A number of financial advice consolidator firms have been contacted by the Financial Conduct Authority for information on suitability processes when acquiring businesses.

FTAdviser understands that the FCA has asked across all consolidators to see 10 to 12 per cent of client files in order to review their records.

The regulator requested information during autumn as part of normal supervisory work, and not in preparation for a thematic review.

An FCA spokesperson said: “As part of the FCA’s supervisory model, we will from time-to-time ask firms to give us more information on how they operate.

“We do this to get a better understanding of the firms we regulate, how the market is working and to see how consumers are being served.”

Brian Spence, managing partner at Harrison Spence, said that this is not something the FCA is significantly worried about but that at the same time, larger consolidators are buying up IFAs. He said there is a lot of press comment that there might be churning going on.

“As far as I understand it, they’ve made it a mandatory requirement of advisers to move a maximum of 20 per cent across in one year, meaning it would take five years to move assets across.

“It is the FCA dotting their i’s and cross ing their t’s just to prove they’ve done it. I don’t think it is a huge problem.”

Dawn Pearce-Herzberg, managing director at Vines Row said: “In my view, the FCA’s apparent ‘sudden’ interest in consolidators is not necessarily because they have a specific reason for concern.

“Indeed it is not a surprise that due to the sheer volume of deal activity pre and post-RDR that this area has gone onto the FCA radar. Any consolidator that has the right processes and mandated systems in place will have nothing to worry about and it’s right that a check is put in place to ensure that clients are being looked after during the process of integration.”

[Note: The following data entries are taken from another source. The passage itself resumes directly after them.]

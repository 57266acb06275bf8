//! Periodic pass driver for the ticket matchmaker.
//!
//! This crate runs `Matchmaker::process` on a fixed interval using
//! `tokio-cron-scheduler`, with graceful shutdown.
//!
//! # Features
//!
//! - Repeated job every `interval_ms`
//! - Non-reentrant passes: a tick that finds a pass running is skipped
//! - On-demand passes (`run_now`) through the same guard
//! - Drain on shutdown via CancellationToken and the overlap guard
//! - Pass status observability via `PassRegistry`
//!
//! # Example
//!
//! ```ignore
//! use std::sync::Arc;
//! use matchmaker_core::{Matchmaker, NoopDispatcher};
//! use matchmaker_scheduler::{MatchmakerScheduler, SchedulerConfig};
//!
//! let matchmaker = Arc::new(Matchmaker::new(config.clone(), Arc::new(NoopDispatcher))?);
//! let scheduler =
//!     MatchmakerScheduler::new(matchmaker, SchedulerConfig::from(&config)).await?;
//!
//! scheduler.start().await?;
//! // ...
//! scheduler.shutdown().await?;
//! ```

mod config;
mod error;
mod overlap;
mod registry;
mod scheduler;

pub use config::SchedulerConfig;
pub use error::SchedulerError;
pub use overlap::{OverlapGuard, RunGuard};
pub use registry::{PassRegistry, PassResult, PassStatus, PassTrigger};
pub use scheduler::{MatchmakerScheduler, SchedulerState};
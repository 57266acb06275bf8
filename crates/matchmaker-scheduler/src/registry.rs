//! Pass status bookkeeping.
//!
//! The `PassRegistry` records the outcome of every pass attempt (scheduled
//! or on demand): last run time, duration, result and running totals.

use std::sync::{PoisonError, RwLock};

use chrono::{DateTime, Utc};
use serde::{Deserialize, Serialize};

/// Result of a pass attempt.
#[derive(Debug, Clone, Serialize, Deserialize, PartialEq, Eq)]
pub enum PassResult {
    /// Pass completed
    Success,
    /// Pass failed with an error message
    Failed(String),
    /// Pass was skipped (another pass was running)
    Skipped(String),
}

/// How a pass was started.
#[derive(Debug, Clone, Copy, Serialize, Deserialize, PartialEq, Eq)]
pub enum PassTrigger {
    Scheduled,
    Manual,
}

impl std::fmt::Display for PassTrigger {
    fn fmt(&self, f: &mut std::fmt::Formatter<'_>) -> std::fmt::Result {
        match self {
            PassTrigger::Scheduled => write!(f, "scheduled"),
            PassTrigger::Manual => write!(f, "manual"),
        }
    }
}

/// Snapshot of pass history.
#[derive(Debug, Clone, Default, Serialize, Deserialize)]
pub struct PassStatus {
    /// When the last pass finished
    pub last_run: Option<DateTime<Utc>>,
    /// Duration of the last pass in milliseconds
    pub last_duration_ms: Option<u64>,
    /// Result of the last attempt (including skips)
    pub last_result: Option<PassResult>,
    /// Passes that ran to completion or failure
    pub run_count: u64,
    pub error_count: u64,
    pub skip_count: u64,
    /// Groups formed across all passes
    pub matched_groups: u64,
    /// Tickets matched across all passes
    pub matched_tickets: u64,
    /// Whether a pass is currently executing
    pub is_running: bool,
}

/// Thread-safe pass status.
///
/// # Example
///
/// ```
/// use matchmaker_scheduler::{PassRegistry, PassResult};
///
/// let registry = PassRegistry::new();
/// registry.record_start();
/// assert!(registry.is_running());
///
/// registry.record_complete(PassResult::Success, 12, 3, 6);
/// assert!(!registry.is_running());
/// assert_eq!(registry.status().matched_groups, 3);
/// ```
#[derive(Debug, Default)]
pub struct PassRegistry {
    status: RwLock<PassStatus>,
}

impl PassRegistry {
    pub fn new() -> Self {
        Self::default()
    }

    /// Record that a pass has started executing.
    pub fn record_start(&self) {
        let mut status = self.status.write().unwrap_or_else(PoisonError::into_inner);
        status.is_running = true;
    }

    /// Record that a pass has finished.
    ///
    /// `Success` adds the match counts; `Failed` bumps the error count.
    pub fn record_complete(
        &self,
        result: PassResult,
        duration_ms: u64,
        groups: usize,
        tickets: usize,
    ) {
        let mut status = self.status.write().unwrap_or_else(PoisonError::into_inner);
        status.is_running = false;
        status.last_run = Some(Utc::now());
        status.last_duration_ms = Some(duration_ms);
        status.run_count += 1;
        match &result {
            PassResult::Success => {
                status.matched_groups += groups as u64;
                status.matched_tickets += tickets as u64;
            }
            PassResult::Failed(_) => status.error_count += 1,
            PassResult::Skipped(_) => {}
        }
        status.last_result = Some(result);
    }

    /// Record a tick that found a pass already running.
    ///
    /// Does not touch the running flag or the run count.
    pub fn record_skipped(&self, reason: &str) {
        let mut status = self.status.write().unwrap_or_else(PoisonError::into_inner);
        status.skip_count += 1;
        status.last_result = Some(PassResult::Skipped(reason.to_string()));
    }

    pub fn status(&self) -> PassStatus {
        self.status
            .read()
            .unwrap_or_else(PoisonError::into_inner)
            .clone()
    }

    pub fn is_running(&self) -> bool {
        self.status
            .read()
            .unwrap_or_else(PoisonError::into_inner)
            .is_running
    }
}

In March this year, Wealth Horizon chief executive Chris Williams told FTAdviser that consolidation is inevitable in the wealth management industry, and has started to gather pace in the run-up to next month’s at-retirement reforms.

He argued that new entrants to the market will continue to offer the best opportunity to “shake things up to challenge the old guard” and bring clients genuinely to the heart of propositions.